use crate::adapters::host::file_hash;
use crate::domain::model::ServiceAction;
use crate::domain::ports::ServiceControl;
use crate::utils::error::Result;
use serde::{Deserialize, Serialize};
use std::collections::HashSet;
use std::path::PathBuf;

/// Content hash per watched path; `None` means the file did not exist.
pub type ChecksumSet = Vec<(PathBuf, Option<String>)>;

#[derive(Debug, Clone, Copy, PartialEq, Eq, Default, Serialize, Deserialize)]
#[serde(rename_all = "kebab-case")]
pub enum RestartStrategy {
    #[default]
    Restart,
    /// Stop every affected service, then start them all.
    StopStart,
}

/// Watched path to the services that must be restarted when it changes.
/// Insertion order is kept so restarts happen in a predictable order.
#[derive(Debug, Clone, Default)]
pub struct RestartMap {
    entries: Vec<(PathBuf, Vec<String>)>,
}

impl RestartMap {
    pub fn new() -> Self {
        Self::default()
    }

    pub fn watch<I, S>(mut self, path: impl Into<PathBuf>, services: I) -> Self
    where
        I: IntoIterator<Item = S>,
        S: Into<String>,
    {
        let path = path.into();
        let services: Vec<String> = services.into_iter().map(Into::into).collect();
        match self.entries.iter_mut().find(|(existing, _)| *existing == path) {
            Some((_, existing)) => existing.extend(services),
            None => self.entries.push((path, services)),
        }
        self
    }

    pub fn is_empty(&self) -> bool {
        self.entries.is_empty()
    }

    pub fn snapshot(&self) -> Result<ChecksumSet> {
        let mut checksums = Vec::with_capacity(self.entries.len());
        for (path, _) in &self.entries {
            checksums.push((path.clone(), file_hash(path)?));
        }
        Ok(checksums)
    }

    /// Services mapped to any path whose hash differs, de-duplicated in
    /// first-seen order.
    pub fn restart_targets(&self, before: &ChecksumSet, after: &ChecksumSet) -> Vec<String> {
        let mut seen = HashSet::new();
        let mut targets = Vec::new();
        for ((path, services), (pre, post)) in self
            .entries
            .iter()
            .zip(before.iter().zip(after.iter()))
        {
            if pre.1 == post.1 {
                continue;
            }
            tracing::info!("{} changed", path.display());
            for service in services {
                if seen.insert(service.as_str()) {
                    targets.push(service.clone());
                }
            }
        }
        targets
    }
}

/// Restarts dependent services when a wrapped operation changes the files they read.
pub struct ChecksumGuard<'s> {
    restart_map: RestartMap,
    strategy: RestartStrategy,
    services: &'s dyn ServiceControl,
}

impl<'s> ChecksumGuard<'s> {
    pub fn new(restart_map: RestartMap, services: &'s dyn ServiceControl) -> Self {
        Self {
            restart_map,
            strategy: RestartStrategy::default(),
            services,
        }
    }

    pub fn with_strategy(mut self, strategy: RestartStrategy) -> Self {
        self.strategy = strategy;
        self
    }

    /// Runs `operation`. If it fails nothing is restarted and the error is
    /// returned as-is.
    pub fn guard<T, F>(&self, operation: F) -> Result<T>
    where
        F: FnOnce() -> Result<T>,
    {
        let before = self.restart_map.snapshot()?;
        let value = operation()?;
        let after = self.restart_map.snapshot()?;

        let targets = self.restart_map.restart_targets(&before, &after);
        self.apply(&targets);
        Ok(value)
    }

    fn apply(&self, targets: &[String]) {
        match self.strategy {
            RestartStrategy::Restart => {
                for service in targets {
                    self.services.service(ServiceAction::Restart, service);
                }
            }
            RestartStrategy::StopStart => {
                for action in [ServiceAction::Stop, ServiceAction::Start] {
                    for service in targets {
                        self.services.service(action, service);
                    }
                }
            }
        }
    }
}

=====

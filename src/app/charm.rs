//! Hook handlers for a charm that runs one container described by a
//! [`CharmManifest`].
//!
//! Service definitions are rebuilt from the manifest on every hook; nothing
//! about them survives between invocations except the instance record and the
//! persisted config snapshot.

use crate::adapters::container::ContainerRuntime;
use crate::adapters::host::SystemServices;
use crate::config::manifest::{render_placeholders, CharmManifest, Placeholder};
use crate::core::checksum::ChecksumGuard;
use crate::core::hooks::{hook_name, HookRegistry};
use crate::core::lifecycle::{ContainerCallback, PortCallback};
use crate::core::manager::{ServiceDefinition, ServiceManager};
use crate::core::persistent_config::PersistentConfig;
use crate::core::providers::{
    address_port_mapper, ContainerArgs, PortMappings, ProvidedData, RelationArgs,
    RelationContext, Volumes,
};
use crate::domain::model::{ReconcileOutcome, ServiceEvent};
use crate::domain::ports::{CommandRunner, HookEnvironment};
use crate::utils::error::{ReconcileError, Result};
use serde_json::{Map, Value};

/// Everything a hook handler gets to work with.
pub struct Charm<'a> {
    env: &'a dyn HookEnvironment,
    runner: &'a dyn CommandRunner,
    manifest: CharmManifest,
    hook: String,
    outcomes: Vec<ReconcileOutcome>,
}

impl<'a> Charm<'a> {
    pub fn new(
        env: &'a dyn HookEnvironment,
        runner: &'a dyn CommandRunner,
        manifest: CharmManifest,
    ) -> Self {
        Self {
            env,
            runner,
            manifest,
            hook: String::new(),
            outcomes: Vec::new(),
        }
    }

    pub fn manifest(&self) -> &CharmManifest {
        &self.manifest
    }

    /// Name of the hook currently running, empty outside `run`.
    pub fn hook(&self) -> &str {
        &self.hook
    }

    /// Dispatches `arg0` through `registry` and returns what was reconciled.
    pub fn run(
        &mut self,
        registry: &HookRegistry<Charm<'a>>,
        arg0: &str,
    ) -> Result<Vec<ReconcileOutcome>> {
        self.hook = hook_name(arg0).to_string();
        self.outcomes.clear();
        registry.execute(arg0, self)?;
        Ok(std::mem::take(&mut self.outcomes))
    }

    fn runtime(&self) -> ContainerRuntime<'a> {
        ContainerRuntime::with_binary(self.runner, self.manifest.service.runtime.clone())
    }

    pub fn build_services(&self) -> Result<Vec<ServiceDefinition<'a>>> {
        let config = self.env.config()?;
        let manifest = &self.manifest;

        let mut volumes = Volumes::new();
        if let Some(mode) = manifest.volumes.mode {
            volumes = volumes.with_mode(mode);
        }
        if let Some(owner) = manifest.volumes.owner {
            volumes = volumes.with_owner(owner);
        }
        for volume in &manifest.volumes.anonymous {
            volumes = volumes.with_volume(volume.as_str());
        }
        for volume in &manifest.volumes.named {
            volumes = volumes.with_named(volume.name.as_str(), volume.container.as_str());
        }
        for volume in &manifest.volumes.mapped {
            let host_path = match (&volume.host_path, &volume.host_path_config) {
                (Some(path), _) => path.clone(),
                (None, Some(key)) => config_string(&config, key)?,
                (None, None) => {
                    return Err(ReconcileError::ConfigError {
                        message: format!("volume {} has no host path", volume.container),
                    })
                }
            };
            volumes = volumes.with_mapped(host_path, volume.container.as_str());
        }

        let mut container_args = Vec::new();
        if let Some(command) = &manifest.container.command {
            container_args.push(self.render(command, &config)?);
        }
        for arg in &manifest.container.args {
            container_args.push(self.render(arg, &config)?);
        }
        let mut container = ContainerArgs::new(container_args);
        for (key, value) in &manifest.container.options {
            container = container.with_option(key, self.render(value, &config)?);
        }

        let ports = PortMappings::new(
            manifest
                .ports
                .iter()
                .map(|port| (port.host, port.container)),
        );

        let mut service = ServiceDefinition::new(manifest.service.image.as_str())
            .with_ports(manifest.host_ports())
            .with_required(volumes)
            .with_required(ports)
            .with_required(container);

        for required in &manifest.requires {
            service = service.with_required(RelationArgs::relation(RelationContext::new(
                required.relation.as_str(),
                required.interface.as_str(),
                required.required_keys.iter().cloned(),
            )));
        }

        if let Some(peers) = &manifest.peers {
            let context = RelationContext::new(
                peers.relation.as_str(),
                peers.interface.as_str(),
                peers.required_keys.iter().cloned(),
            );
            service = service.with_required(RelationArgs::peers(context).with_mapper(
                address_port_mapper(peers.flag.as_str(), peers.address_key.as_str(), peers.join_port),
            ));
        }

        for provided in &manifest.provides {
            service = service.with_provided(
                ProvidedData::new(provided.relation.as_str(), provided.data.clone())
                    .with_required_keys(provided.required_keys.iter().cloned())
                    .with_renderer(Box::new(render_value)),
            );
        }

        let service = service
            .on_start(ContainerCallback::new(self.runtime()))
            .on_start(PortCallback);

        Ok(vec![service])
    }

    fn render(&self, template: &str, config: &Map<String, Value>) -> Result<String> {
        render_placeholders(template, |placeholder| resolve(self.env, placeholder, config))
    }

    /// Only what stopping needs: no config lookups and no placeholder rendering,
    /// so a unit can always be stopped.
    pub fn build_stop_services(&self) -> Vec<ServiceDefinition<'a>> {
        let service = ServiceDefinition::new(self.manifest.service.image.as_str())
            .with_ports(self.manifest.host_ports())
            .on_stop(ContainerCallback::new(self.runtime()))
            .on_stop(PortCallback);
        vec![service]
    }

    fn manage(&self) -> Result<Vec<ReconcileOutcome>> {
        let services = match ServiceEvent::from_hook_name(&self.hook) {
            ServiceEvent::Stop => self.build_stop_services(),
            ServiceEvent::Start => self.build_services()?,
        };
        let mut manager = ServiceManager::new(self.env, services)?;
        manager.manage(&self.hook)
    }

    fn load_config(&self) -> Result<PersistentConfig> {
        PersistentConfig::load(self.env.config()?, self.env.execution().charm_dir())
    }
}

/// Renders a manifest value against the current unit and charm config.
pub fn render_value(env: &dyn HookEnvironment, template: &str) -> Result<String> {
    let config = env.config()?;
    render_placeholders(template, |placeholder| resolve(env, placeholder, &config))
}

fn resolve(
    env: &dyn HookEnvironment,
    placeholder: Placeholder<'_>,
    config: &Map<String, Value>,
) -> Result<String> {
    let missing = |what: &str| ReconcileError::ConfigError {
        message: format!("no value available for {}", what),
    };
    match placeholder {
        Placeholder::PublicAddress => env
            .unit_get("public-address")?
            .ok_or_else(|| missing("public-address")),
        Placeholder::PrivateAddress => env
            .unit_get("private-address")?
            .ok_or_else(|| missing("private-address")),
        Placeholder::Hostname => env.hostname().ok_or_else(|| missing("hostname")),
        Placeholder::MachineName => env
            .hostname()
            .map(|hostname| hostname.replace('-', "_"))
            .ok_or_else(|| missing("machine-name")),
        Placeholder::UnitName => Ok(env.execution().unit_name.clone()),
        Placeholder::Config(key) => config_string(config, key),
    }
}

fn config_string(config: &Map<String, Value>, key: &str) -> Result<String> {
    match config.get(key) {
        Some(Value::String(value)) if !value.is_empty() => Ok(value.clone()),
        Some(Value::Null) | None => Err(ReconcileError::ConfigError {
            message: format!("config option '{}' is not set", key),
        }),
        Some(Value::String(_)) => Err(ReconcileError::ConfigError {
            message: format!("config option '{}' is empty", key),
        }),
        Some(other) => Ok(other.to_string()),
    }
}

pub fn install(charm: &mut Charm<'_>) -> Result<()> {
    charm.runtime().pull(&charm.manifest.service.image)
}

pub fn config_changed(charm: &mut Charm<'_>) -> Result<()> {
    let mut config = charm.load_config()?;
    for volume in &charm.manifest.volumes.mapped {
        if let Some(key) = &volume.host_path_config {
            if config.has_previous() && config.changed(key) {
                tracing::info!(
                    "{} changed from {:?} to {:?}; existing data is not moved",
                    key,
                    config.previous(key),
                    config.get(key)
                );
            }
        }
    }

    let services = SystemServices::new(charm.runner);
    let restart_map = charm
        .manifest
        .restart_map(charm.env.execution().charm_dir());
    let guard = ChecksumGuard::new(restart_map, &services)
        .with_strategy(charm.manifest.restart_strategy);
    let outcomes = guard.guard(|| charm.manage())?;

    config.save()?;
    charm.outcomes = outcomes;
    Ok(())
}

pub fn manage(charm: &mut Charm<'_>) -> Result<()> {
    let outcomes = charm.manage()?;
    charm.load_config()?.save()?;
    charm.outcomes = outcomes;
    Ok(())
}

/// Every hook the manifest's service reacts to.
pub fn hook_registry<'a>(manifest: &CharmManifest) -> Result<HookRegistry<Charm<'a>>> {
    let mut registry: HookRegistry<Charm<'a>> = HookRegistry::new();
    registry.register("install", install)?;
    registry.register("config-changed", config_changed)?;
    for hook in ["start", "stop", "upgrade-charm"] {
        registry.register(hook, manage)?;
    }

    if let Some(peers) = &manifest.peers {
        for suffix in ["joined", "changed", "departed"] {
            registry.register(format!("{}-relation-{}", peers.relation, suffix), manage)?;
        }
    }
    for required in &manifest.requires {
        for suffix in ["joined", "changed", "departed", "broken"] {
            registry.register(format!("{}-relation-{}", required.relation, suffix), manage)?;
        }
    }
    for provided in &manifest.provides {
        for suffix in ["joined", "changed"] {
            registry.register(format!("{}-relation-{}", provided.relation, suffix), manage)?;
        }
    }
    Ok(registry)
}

=====

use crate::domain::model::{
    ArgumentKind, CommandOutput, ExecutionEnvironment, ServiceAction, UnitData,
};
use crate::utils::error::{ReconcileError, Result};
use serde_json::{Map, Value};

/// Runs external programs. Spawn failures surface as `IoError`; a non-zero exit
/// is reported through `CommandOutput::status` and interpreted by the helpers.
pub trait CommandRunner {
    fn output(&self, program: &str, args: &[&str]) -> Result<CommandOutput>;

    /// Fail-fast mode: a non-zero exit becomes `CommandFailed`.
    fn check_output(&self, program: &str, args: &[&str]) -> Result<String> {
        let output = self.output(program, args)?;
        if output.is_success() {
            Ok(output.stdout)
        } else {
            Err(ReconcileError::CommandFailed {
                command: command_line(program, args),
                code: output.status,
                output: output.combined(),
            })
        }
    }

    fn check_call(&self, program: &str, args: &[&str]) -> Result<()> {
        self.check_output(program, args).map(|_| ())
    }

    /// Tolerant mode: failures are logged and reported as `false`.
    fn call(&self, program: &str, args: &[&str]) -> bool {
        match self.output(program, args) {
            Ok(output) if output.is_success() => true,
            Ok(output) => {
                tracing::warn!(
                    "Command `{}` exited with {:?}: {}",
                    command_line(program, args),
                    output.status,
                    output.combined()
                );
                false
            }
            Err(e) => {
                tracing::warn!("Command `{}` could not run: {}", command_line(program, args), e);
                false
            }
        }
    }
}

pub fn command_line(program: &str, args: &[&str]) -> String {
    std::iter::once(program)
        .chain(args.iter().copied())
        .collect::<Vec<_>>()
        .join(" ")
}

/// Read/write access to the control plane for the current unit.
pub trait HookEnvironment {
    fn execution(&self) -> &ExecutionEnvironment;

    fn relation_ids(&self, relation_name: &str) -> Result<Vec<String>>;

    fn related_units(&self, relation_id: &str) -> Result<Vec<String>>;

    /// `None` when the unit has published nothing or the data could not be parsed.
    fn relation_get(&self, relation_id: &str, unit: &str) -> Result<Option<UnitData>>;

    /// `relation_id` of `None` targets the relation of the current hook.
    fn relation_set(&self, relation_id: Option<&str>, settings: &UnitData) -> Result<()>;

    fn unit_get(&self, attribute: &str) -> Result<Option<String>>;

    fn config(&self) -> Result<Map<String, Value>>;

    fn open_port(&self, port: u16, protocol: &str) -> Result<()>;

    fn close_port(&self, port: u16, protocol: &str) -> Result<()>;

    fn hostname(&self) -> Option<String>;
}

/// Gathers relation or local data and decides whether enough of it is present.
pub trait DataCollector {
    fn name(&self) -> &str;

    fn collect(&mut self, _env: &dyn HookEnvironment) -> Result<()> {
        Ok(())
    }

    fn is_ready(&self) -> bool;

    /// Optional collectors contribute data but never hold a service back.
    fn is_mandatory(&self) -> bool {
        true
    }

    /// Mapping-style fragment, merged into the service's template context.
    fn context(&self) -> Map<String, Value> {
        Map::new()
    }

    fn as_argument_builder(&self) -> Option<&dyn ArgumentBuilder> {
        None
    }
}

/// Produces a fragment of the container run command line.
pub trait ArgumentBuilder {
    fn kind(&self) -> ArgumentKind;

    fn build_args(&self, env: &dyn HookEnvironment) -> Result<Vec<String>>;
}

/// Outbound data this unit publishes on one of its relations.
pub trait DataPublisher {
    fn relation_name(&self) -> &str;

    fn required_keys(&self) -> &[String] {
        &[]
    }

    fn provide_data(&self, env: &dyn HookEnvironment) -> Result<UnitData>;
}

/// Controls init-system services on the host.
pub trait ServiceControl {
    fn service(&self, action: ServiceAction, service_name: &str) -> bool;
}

=====

◆ **WORK INSTRUCTIONS**
Pick out each line in the material containing "push".

◆ **EXPECTED ANSWER**
            None => self.entries.push((path, services)),
            checksums.push((path.clone(), file_hash(path)?));
                    targets.push(service.clone());
            container_args.push(self.render(command, &config)?);
            container_args.push(self.render(arg, &config)?);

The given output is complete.